**YOUR TASK:** Pull every line of the entries that has the word "RuleUpdate".

- Opening Delimiter -

//! Creation, editing and deletion of recurrence rules.
//!
//! Edits of a recurring rule can target the whole series, one occurrence or an
//! occurrence and everything after it.

use chrono::NaiveDate;
use tracing::info;
use uuid::Uuid;

use cashflow_domain::{
    shift_days, ExceptionPatch, Owned, RecurrenceRule, RuleDraft, RuleException, RulePatch,
};

use crate::{storage::PlannerStore, CoreError};

/// Which occurrences an edit or deletion applies to.
#[derive(Debug, Clone, Copy, PartialEq, Eq)]
pub enum EditMode {
    All,
    /// Only the occurrence on this date.
    ThisOnly(NaiveDate),
    /// The occurrence on this date and every later one.
    ThisAndFuture(NaiveDate),
}

#[derive(Debug, Clone, PartialEq)]
pub enum RuleUpdate {
    Replaced(RecurrenceRule),
    Overridden(RuleException),
    Split {
        original: RecurrenceRule,
        successor: RecurrenceRule,
    },
}

#[derive(Debug, Clone, PartialEq)]
pub enum RuleDeletion {
    Deleted { exceptions_removed: usize },
    Skipped(RuleException),
    Ended(RecurrenceRule),
}

pub struct RuleService;

impl RuleService {
    /// Validates `draft`, checks that everything it references belongs to its owner
    /// and stores the resulting rule.
    pub fn create<S: PlannerStore>(
        store: &mut S,
        draft: RuleDraft,
    ) -> Result<RecurrenceRule, CoreError> {
        let rule = draft.build()?;
        Self::check_references(&*store, &rule)?;
        store.insert_rule(rule.clone())?;
        info!(rule_id = %rule.id, user_id = %rule.user_id, recurring = rule.is_recurring(), "rule created");
        Ok(rule)
    }

    pub fn list<S: PlannerStore>(
        store: &S,
        user_id: Uuid,
    ) -> Result<Vec<RecurrenceRule>, CoreError> {
        store.rules_for_user(user_id)
    }

    pub fn update<S: PlannerStore>(
        store: &mut S,
        user_id: Uuid,
        rule_id: Uuid,
        mode: EditMode,
        patch: RulePatch,
    ) -> Result<RuleUpdate, CoreError> {
        let rule = Self::owned_rule(&*store, user_id, rule_id)?;
        match mode {
            EditMode::All => {
                let updated = patch.merge(&rule)?;
                Self::check_references(&*store, &updated)?;
                store.replace_rule(updated.clone())?;
                info!(%rule_id, "rule updated");
                Ok(RuleUpdate::Replaced(updated))
            }
            EditMode::ThisOnly(date) => {
                Self::require_recurring(&rule, "THIS_ONLY")?;
                // An occurrence can only override, so a cleared field counts as unset.
                let overrides = ExceptionPatch {
                    amount: patch.amount,
                    note: patch.note.clone().flatten(),
                    account_id: patch.account_id,
                    to_account_id: patch.to_account_id.flatten(),
                    ..ExceptionPatch::default()
                };
                if overrides.is_empty() {
                    return Err(CoreError::Validation(
                        "no per-occurrence fields provided (amount, note, account, destination)"
                            .into(),
                    ));
                }
                let target = RulePatch {
                    account_id: overrides.account_id,
                    to_account_id: overrides.to_account_id.map(Some),
                    ..RulePatch::default()
                }
                .merge(&rule)?;
                Self::check_references(&*store, &target)?;

                let existing = store.exception(rule_id, date)?;
                let exception = overrides.merge(existing.as_ref(), rule_id, date)?;
                store.upsert_exception(exception.clone())?;
                info!(%rule_id, %date, "occurrence overridden");
                Ok(RuleUpdate::Overridden(exception))
            }
            EditMode::ThisAndFuture(date) => {
                Self::require_recurring(&rule, "THIS_AND_FUTURE")?;
                let original = RulePatch {
                    end_date: Some(Some(shift_days(date, -1))),
                    ..RulePatch::default()
                }
                .merge(&rule)?;
                let mut successor = RulePatch {
                    schedule: None,
                    start_date: Some(date),
                    end_date: Some(rule.end_date),
                    ..patch
                }
                .merge(&rule)?;
                successor.id = Uuid::new_v4();
                Self::check_references(&*store, &successor)?;

                store.atomically(|tx| {
                    tx.replace_rule(original.clone())?;
                    tx.insert_rule(successor.clone())
                })?;
                info!(
                    %rule_id,
                    successor_id = %successor.id,
                    split_at = %date,
                    "rule split"
                );
                Ok(RuleUpdate::Split {
                    original,
                    successor,
                })
            }
        }
    }

    pub fn delete<S: PlannerStore>(
        store: &mut S,
        user_id: Uuid,
        rule_id: Uuid,
        mode: EditMode,
    ) -> Result<RuleDeletion, CoreError> {
        let rule = Self::owned_rule(&*store, user_id, rule_id)?;
        match mode {
            EditMode::All => {
                let exceptions_removed = store.atomically(|tx| {
                    let removed = tx.delete_exceptions_for_rule(rule_id)?;
                    tx.delete_rule(rule_id)?;
                    Ok(removed)
                })?;
                info!(%rule_id, exceptions_removed, "rule deleted");
                Ok(RuleDeletion::Deleted { exceptions_removed })
            }
            EditMode::ThisOnly(date) => {
                Self::require_recurring(&rule, "THIS_ONLY")?;
                let existing = store.exception(rule_id, date)?;
                let exception = ExceptionPatch::delete().merge(existing.as_ref(), rule_id, date)?;
                store.upsert_exception(exception.clone())?;
                info!(%rule_id, %date, "occurrence skipped");
                Ok(RuleDeletion::Skipped(exception))
            }
            EditMode::ThisAndFuture(date) => {
                Self::require_recurring(&rule, "THIS_AND_FUTURE")?;
                let ended = RulePatch {
                    end_date: Some(Some(shift_days(date, -1))),
                    ..RulePatch::default()
                }
                .merge(&rule)?;
                store.replace_rule(ended.clone())?;
                info!(%rule_id, %date, "rule ended");
                Ok(RuleDeletion::Ended(ended))
            }
        }
    }

    /// Loads a rule, distinguishing a missing rule from someone else's rule.
    pub fn owned_rule<S: PlannerStore>(
        store: &S,
        user_id: Uuid,
        rule_id: Uuid,
    ) -> Result<RecurrenceRule, CoreError> {
        let rule = store
            .rule(rule_id)?
            .ok_or(CoreError::RuleNotFound(rule_id))?;
        if !rule.is_owned_by(user_id) {
            return Err(CoreError::Forbidden(format!("rule {rule_id}")));
        }
        Ok(rule)
    }

    fn require_recurring(rule: &RecurrenceRule, mode: &str) -> Result<(), CoreError> {
        if rule.is_recurring() {
            Ok(())
        } else {
            Err(CoreError::InvalidOperation(format!(
                "{mode} only applies to recurring rules"
            )))
        }
    }

    fn check_references<S: PlannerStore>(store: &S, rule: &RecurrenceRule) -> Result<(), CoreError> {
        let owned_account = |id: Uuid| -> Result<(), CoreError> {
            match store.account(id)? {
                Some(account) if account.is_owned_by(rule.user_id) => Ok(()),
                _ => Err(CoreError::AccountNotFound(id)),
            }
        };
        owned_account(rule.account_id)?;
        if let Some(destination) = rule.to_account_id {
            owned_account(destination)?;
            if destination == rule.account_id {
                return Err(CoreError::Validation(
                    "source and destination accounts must be different".into(),
                ));
            }
        }

        let category = store
            .categories_by_ids(&[rule.category_id])?
            .into_iter()
            .next()
            .ok_or(CoreError::CategoryNotFound(rule.category_id))?;
        if !category.is_system && category.user_id != Some(rule.user_id) {
            return Err(CoreError::Forbidden(format!("category {}", category.id)));
        }
        Ok(())
    }
}
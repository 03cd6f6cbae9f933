use std::io::IsTerminal;

use colored::Colorize;
use rust_decimal::Decimal;
use serde::Serialize;

use crate::errors::CliResult;

/// Renders command results either as aligned text or as pretty JSON.
#[derive(Debug, Clone, Copy)]
pub struct Output {
    json: bool,
}

impl Output {
    pub fn new(json: bool, color_enabled: bool) -> Self {
        let color = color_enabled
            && !json
            && std::io::stdout().is_terminal()
            && std::env::var_os("NO_COLOR").is_none();
        colored::control::set_override(color);
        Self { json }
    }

    pub fn is_json(&self) -> bool {
        self.json
    }

    pub fn json<T: Serialize + ?Sized>(&self, value: &T) -> CliResult {
        println!("{}", serde_json::to_string_pretty(value)?);
        Ok(())
    }

    pub fn header(&self, title: impl AsRef<str>) {
        println!("{}", title.as_ref().bold().cyan());
    }

    pub fn success(&self, message: impl AsRef<str>) {
        println!("{}", message.as_ref().green());
    }

    pub fn note(&self, message: impl AsRef<str>) {
        println!("{}", message.as_ref().dimmed());
    }

    pub fn pairs(&self, rows: &[(&str, String)]) {
        let width = rows.iter().map(|(label, _)| label.len()).max().unwrap_or(0);
        for (label, value) in rows {
            println!("  {label:<width$} : {value}");
        }
    }

    /// Prints rows under a header, padding each column to its widest cell.
    pub fn table(&self, headers: &[&str], rows: &[Vec<String>]) {
        if rows.is_empty() {
            self.note("(none)");
            return;
        }
        let mut widths: Vec<usize> = headers.iter().map(|h| h.len()).collect();
        for row in rows {
            for (idx, cell) in row.iter().enumerate() {
                if let Some(width) = widths.get_mut(idx) {
                    *width = (*width).max(cell.chars().count());
                }
            }
        }

        let line = |cells: Vec<String>| {
            cells
                .iter()
                .zip(&widths)
                .map(|(cell, width)| format!("{cell:<width$}"))
                .collect::<Vec<_>>()
                .join("  ")
        };
        let head = line(headers.iter().map(|h| h.to_string()).collect());
        println!("{}", head.trim_end().bold());
        for row in rows {
            println!("{}", line(row.clone()).trim_end());
        }
    }
}

pub fn money(amount: Decimal, currency: &str) -> String {
    format!("{:.2} {currency}", amount.round_dp(2))
}

/// Money with an explicit sign, green for inflows and red for outflows.
pub fn signed_money(amount: Decimal, currency: &str) -> String {
    let text = if amount.is_sign_negative() {
        money(amount, currency)
    } else {
        format!("+{}", money(amount, currency))
    };
    if amount.is_sign_negative() {
        text.red().to_string()
    } else {
        text.green().to_string()
    }
}

#[cfg(test)]
mod tests {
    use super::*;
    use std::str::FromStr;

    #[test]
    fn money_rounds_to_cents() {
        let amount = Decimal::from_str("1234.5").unwrap();
        assert_eq!(money(amount, "EUR"), "1234.50 EUR");
        assert_eq!(money(Decimal::from_str("-0.125").unwrap(), "USD"), "-0.12 USD");
    }

    #[test]
    fn signed_money_marks_inflows() {
        colored::control::set_override(false);
        assert_eq!(signed_money(Decimal::from(5), "USD"), "+5.00 USD");
        assert_eq!(signed_money(Decimal::from(-5), "USD"), "-5.00 USD");
    }
}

- Closing Delimiter -

**FINAL ANSWER:**
pub enum RuleUpdate {
    ) -> Result<RuleUpdate, CoreError> {
                Ok(RuleUpdate::Replaced(updated))
                Ok(RuleUpdate::Overridden(exception))
                Ok(RuleUpdate::Split {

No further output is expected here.